===== Provided entries =====

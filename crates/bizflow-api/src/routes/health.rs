//! Health check endpoint.

use axum::extract::State;
use axum::{Json, Router, routing::get};
use serde::Serialize;

use crate::state::AppState;

/// Health check response.
#[derive(Serialize)]
pub struct HealthResponse {
    /// Service status.
    pub status: &'static str,
    /// Service version.
    pub version: &'static str,
    /// Live bus subscriptions; zero once the core has shut down.
    pub subscriptions: usize,
    /// Cascade depth limit the bus enforces.
    pub max_cascade_depth: usize,
}

/// GET /health
async fn health_check(State(state): State<AppState>) -> Json<HealthResponse> {
    let bus = state.core.bus();
    Json(HealthResponse {
        status: "ok",
        version: env!("CARGO_PKG_VERSION"),
        subscriptions: bus.subscription_count(),
        max_cascade_depth: bus.max_cascade_depth(),
    })
}

/// Returns the health check router.
pub fn router() -> Router<AppState> {
    Router::new().route("/health", get(health_check))
}
//! Bizflow: Agent Orchestrator.
//!
//! Fans every event out to the enabled agents whose triggers include its
//! type. Each agent asks the completion service for an analysis of the
//! event; the structured (or raw-text) answers for one event are grouped
//! into a response batch kept in a bounded history.

pub mod application;
pub mod domain;
pub mod infrastructure;
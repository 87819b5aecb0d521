//! Panic payload formatting.

use std::any::Any;

/// Extracts a readable message from a caught panic payload.
#[must_use]
pub fn panic_message(payload: &(dyn Any + Send)) -> String {
    payload
        .downcast_ref::<&str>()
        .map(|s| (*s).to_owned())
        .or_else(|| payload.downcast_ref::<String>().cloned())
        .unwrap_or_else(|| "non-string panic payload".to_owned())
}

#[cfg(test)]
mod tests {
    use super::*;

    #[test]
    fn test_panic_message_handles_str_and_string() {
        let from_str: Box<dyn Any + Send> = Box::new("static");
        let from_string: Box<dyn Any + Send> = Box::new(String::from("owned"));
        let other: Box<dyn Any + Send> = Box::new(7_u8);

        assert_eq!(panic_message(from_str.as_ref()), "static");
        assert_eq!(panic_message(from_string.as_ref()), "owned");
        assert_eq!(panic_message(other.as_ref()), "non-string panic payload");
    }
}
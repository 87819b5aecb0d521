//! Capacities and limits of the reactive core.

use bizflow_agents::application::orchestrator::AgentOrchestrator;
use bizflow_event_bus::EventBus;
use bizflow_propagation::application::engine::PropagationEngine;

/// Settings applied when the core starts.
#[derive(Debug, Clone, PartialEq)]
pub struct CoreConfig {
    /// Retained events.
    pub event_history_capacity: usize,
    /// Retained propagation results.
    pub propagation_log_capacity: usize,
    /// Retained agent response batches.
    pub agent_history_capacity: usize,
    /// Deepest nested publish allowed within one cascade.
    pub max_cascade_depth: usize,
    /// Sampling temperature for agent completion requests.
    pub agent_temperature: f32,
}

impl Default for CoreConfig {
    fn default() -> Self {
        Self {
            event_history_capacity: EventBus::DEFAULT_HISTORY_CAPACITY,
            propagation_log_capacity: PropagationEngine::DEFAULT_LOG_CAPACITY,
            agent_history_capacity: AgentOrchestrator::DEFAULT_HISTORY_CAPACITY,
            max_cascade_depth: EventBus::DEFAULT_MAX_CASCADE_DEPTH,
            agent_temperature: AgentOrchestrator::DEFAULT_TEMPERATURE,
        }
    }
}
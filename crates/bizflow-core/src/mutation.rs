//! Data-mutation collaborator abstraction.
//!
//! Propagation rules whose effect is a record update rather than a new event
//! hand an [`EntityChange`] to a [`MutationSink`]. Persisting the change is
//! the sink's concern; the reactive core keeps nothing durable.

use async_trait::async_trait;
use serde::{Deserialize, Serialize};
use uuid::Uuid;

use crate::error::DomainError;
use crate::event::BusinessModule;

/// What happened to an affected entity.
#[derive(Debug, Clone, Copy, PartialEq, Eq, Serialize, Deserialize)]
#[serde(rename_all = "snake_case")]
pub enum EntityAction {
    /// The entity was created.
    Created,
    /// The entity was updated.
    Updated,
    /// An alert was raised about the entity.
    Alerted,
    /// Stakeholders were notified about the entity.
    Notified,
}

/// A derived change to a business entity.
#[derive(Debug, Clone, PartialEq, Serialize, Deserialize)]
pub struct EntityChange {
    /// Module owning the entity.
    pub module: BusinessModule,
    /// Entity kind, e.g. `client`.
    pub entity_type: String,
    /// Entity identifier.
    pub entity_id: Uuid,
    /// What is being done to the entity.
    pub action: EntityAction,
    /// Change-specific details.
    pub details: serde_json::Value,
}

/// Applies derived entity changes.
#[async_trait]
pub trait MutationSink: Send + Sync {
    /// Applies `change`.
    ///
    /// # Errors
    ///
    /// Returns `DomainError::Infrastructure` if the change cannot be applied.
    async fn apply(&self, change: &EntityChange) -> Result<(), DomainError>;
}
//! Event handler abstraction.

use async_trait::async_trait;
use bizflow_core::error::DomainError;
use bizflow_core::event::Event;

use crate::cascade::Cascade;

/// A bus subscriber.
///
/// Errors and panics are caught by the bus per handler and logged; they never
/// reach the publisher and never stop sibling handlers from running.
#[async_trait]
pub trait EventHandler: Send + Sync {
    /// Name used in logs.
    fn name(&self) -> &str;

    /// Handles one event. Derived events are published through `cascade`.
    ///
    /// # Errors
    ///
    /// Returns any `DomainError`; the bus logs it and moves on.
    async fn handle(&self, event: &Event, cascade: &Cascade<'_>) -> Result<(), DomainError>;
}
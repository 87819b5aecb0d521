//! Completion client for OpenAI-compatible chat endpoints.

use std::time::Duration;

use async_trait::async_trait;
use bizflow_core::completion::{CompletionRequest, CompletionService};
use bizflow_core::error::DomainError;
use reqwest::{Client, StatusCode};
use serde::Deserialize;
use tracing::{debug, instrument};

/// Posts chat requests to `{base_url}/chat/completions` with bearer auth.
#[derive(Debug, Clone)]
pub struct OpenAiCompletionClient {
    client: Client,
    base_url: String,
    api_key: String,
}

#[derive(Deserialize)]
struct ChatCompletionResponse {
    choices: Vec<ChatChoice>,
}

#[derive(Deserialize)]
struct ChatChoice {
    message: ChatChoiceMessage,
}

#[derive(Deserialize)]
struct ChatChoiceMessage {
    #[serde(default)]
    content: Option<String>,
}

impl OpenAiCompletionClient {
    /// Creates a client whose requests give up after `timeout`.
    ///
    /// # Errors
    ///
    /// Returns `DomainError::Infrastructure` if the HTTP client cannot be
    /// built.
    pub fn new(
        base_url: impl Into<String>,
        api_key: impl Into<String>,
        timeout: Duration,
    ) -> Result<Self, DomainError> {
        let client = Client::builder()
            .timeout(timeout)
            .build()
            .map_err(|err| DomainError::Infrastructure(format!("building HTTP client: {err}")))?;
        Ok(Self {
            client,
            base_url: base_url.into().trim_end_matches('/').to_owned(),
            api_key: api_key.into(),
        })
    }

    /// The chat completions endpoint.
    #[must_use]
    pub fn endpoint(&self) -> String {
        format!("{}/chat/completions", self.base_url)
    }
}

fn check_status(status: StatusCode) -> Result<(), DomainError> {
    if status.is_success() {
        Ok(())
    } else {
        Err(DomainError::Completion(format!(
            "completion endpoint returned status {status}"
        )))
    }
}

fn first_choice(body: ChatCompletionResponse) -> Result<String, DomainError> {
    body.choices
        .into_iter()
        .next()
        .map(|choice| choice.message.content.unwrap_or_default())
        .ok_or_else(|| DomainError::Completion("response contained no choices".into()))
}

#[async_trait]
impl CompletionService for OpenAiCompletionClient {
    #[instrument(skip(self, request), fields(model = %request.model))]
    async fn complete(&self, request: &CompletionRequest) -> Result<String, DomainError> {
        debug!(messages = request.messages.len(), "requesting completion");

        let response = self
            .client
            .post(self.endpoint())
            .bearer_auth(&self.api_key)
            .json(request)
            .send()
            .await
            .map_err(|err| DomainError::Completion(err.to_string()))?;

        check_status(response.status())?;

        let body: ChatCompletionResponse = response
            .json()
            .await
            .map_err(|err| DomainError::Completion(format!("decoding response: {err}")))?;
        first_choice(body)
    }
}
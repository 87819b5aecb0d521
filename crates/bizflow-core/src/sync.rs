//! Mutex helpers.

use std::sync::{Mutex, MutexGuard, PoisonError};

/// Locks `mutex`, recovering the guard if a previous holder panicked.
///
/// Every structure guarded this way is a history or a list that is only
/// mutated by whole-entry inserts and removals, so a poisoned lock never
/// leaves it half-written.
pub fn lock<T: ?Sized>(mutex: &Mutex<T>) -> MutexGuard<'_, T> {
    mutex.lock().unwrap_or_else(PoisonError::into_inner)
}
//! The propagation engine.
//!
//! Subscribes to every event at high priority, runs the enabled rules whose
//! trigger matches one at a time in table order, and records one result per
//! rule invocation in a bounded log.

use std::fmt;
use std::panic::AssertUnwindSafe;
use std::sync::{Arc, Mutex};

use async_trait::async_trait;
use bizflow_core::clock::Clock;
use bizflow_core::error::DomainError;
use bizflow_core::event::Event;
use bizflow_core::history::BoundedHistory;
use bizflow_core::panic::panic_message;
use bizflow_core::sync::lock;
use bizflow_event_bus::{Cascade, EventBus, EventFilter, EventHandler, SubscriptionHandle};
use futures::FutureExt;
use tracing::{error, info};

use crate::domain::results::PropagationResult;
use crate::domain::rules::{PropagationRule, RuleSummary};

/// Bus priority of the propagation engine. Higher than the agent
/// orchestrator, so propagation effects settle before agents analyse the
/// same event.
pub const PROPAGATION_PRIORITY: i32 = 100;

/// Runs propagation rules against the event stream.
pub struct PropagationEngine {
    rules: Vec<PropagationRule>,
    clock: Arc<dyn Clock>,
    log: Mutex<BoundedHistory<PropagationResult>>,
}

impl PropagationEngine {
    /// Default number of retained results.
    pub const DEFAULT_LOG_CAPACITY: usize = 100;

    /// Creates an engine over a fixed rule table.
    #[must_use]
    pub fn new(rules: Vec<PropagationRule>, clock: Arc<dyn Clock>) -> Self {
        Self::with_log_capacity(rules, clock, Self::DEFAULT_LOG_CAPACITY)
    }

    /// Creates an engine with an explicit result log capacity.
    #[must_use]
    pub fn with_log_capacity(
        rules: Vec<PropagationRule>,
        clock: Arc<dyn Clock>,
        log_capacity: usize,
    ) -> Self {
        Self {
            rules,
            clock,
            log: Mutex::new(BoundedHistory::new(log_capacity)),
        }
    }

    /// Subscribes the engine to every event type on `bus`.
    pub fn attach(self: &Arc<Self>, bus: &EventBus) -> SubscriptionHandle {
        let handler: Arc<dyn EventHandler> = Arc::clone(self) as Arc<dyn EventHandler>;
        bus.subscribe(EventFilter::Any, handler, PROPAGATION_PRIORITY)
    }

    /// Up to `limit` recent results, newest first.
    #[must_use]
    pub fn recent_results(&self, limit: usize) -> Vec<PropagationResult> {
        lock(&self.log).recent(limit)
    }

    /// Summaries of every rule in table order.
    #[must_use]
    pub fn rules(&self) -> Vec<RuleSummary> {
        self.rules.iter().map(PropagationRule::summary).collect()
    }

    /// Enables or disables a rule by id.
    ///
    /// # Errors
    ///
    /// Returns `DomainError::NotFound` if no rule has that id.
    pub fn set_rule_enabled(
        &self,
        rule_id: &str,
        enabled: bool,
    ) -> Result<RuleSummary, DomainError> {
        let rule = self
            .rules
            .iter()
            .find(|rule| rule.id() == rule_id)
            .ok_or_else(|| DomainError::NotFound {
                kind: "rule",
                id: rule_id.to_owned(),
            })?;
        rule.set_enabled(enabled);
        info!(rule_id, enabled, "propagation rule toggled");
        Ok(rule.summary())
    }

    async fn run_rule(
        &self,
        rule: &PropagationRule,
        event: &Event,
        cascade: &Cascade<'_>,
    ) -> PropagationResult {
        let outcome = AssertUnwindSafe(rule.action().execute(event, cascade))
            .catch_unwind()
            .await;
        let completed_at = self.clock.now();

        match outcome {
            Ok(Ok(affected)) => {
                info!(
                    rule_id = rule.id(),
                    event_id = %event.id,
                    event_type = %event.event_type(),
                    affected = affected.len(),
                    "propagation rule succeeded"
                );
                PropagationResult::succeeded(rule, event, affected, completed_at)
            }
            Ok(Err(err)) => {
                error!(
                    rule_id = rule.id(),
                    event_id = %event.id,
                    event_type = %event.event_type(),
                    error = %err,
                    applied = err.applied.len(),
                    "propagation rule failed"
                );
                let errors = vec![err.error.to_string()];
                PropagationResult::failed(rule, event, err.applied, errors, completed_at)
            }
            Err(panic) => {
                let message = panic_message(panic.as_ref());
                error!(
                    rule_id = rule.id(),
                    event_id = %event.id,
                    event_type = %event.event_type(),
                    panic = %message,
                    "propagation rule panicked"
                );
                let errors = vec![DomainError::Panicked(message).to_string()];
                PropagationResult::failed(rule, event, Vec::new(), errors, completed_at)
            }
        }
    }
}

#[async_trait]
impl EventHandler for PropagationEngine {
    fn name(&self) -> &str {
        "propagation-engine"
    }

    async fn handle(&self, event: &Event, cascade: &Cascade<'_>) -> Result<(), DomainError> {
        let event_type = event.event_type();
        let matching: Vec<&PropagationRule> = self
            .rules
            .iter()
            .filter(|rule| rule.matches(event_type))
            .collect();

        for rule in matching {
            let result = self.run_rule(rule, event, cascade).await;
            lock(&self.log).record(result);
        }
        Ok(())
    }
}

impl fmt::Debug for PropagationEngine {
    fn fmt(&self, f: &mut fmt::Formatter<'_>) -> fmt::Result {
        f.debug_struct("PropagationEngine")
            .field("rules", &self.rules)
            .finish_non_exhaustive()
    }
}
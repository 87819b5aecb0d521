//! Placeholder completion service for hosts without model credentials.

use async_trait::async_trait;
use bizflow_core::completion::{CompletionRequest, CompletionService};
use bizflow_core::error::DomainError;

/// Fails every request. Agents still run and log their failures, but no
/// response batches are recorded.
#[derive(Debug, Default, Clone, Copy)]
pub struct UnconfiguredCompletionService;

#[async_trait]
impl CompletionService for UnconfiguredCompletionService {
    async fn complete(&self, _request: &CompletionRequest) -> Result<String, DomainError> {
        Err(DomainError::Completion(
            "no completion service configured".into(),
        ))
    }
}
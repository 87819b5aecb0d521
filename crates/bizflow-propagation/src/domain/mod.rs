//! Rule and result types.

pub mod results;
pub mod rules;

=====

Exercise: Please give back, exactly as it stands above, the stretch from the line with "bus.subscribe(EventFilter::Any, handler, PROPAGATION_PRIORITY)" through the line with "lock(&self.log).recent(limit)", and no line outside it.

Output below:
        bus.subscribe(EventFilter::Any, handler, PROPAGATION_PRIORITY)
    }

    /// Up to `limit` recent results, newest first.
    #[must_use]
    pub fn recent_results(&self, limit: usize) -> Vec<PropagationResult> {
        lock(&self.log).recent(limit)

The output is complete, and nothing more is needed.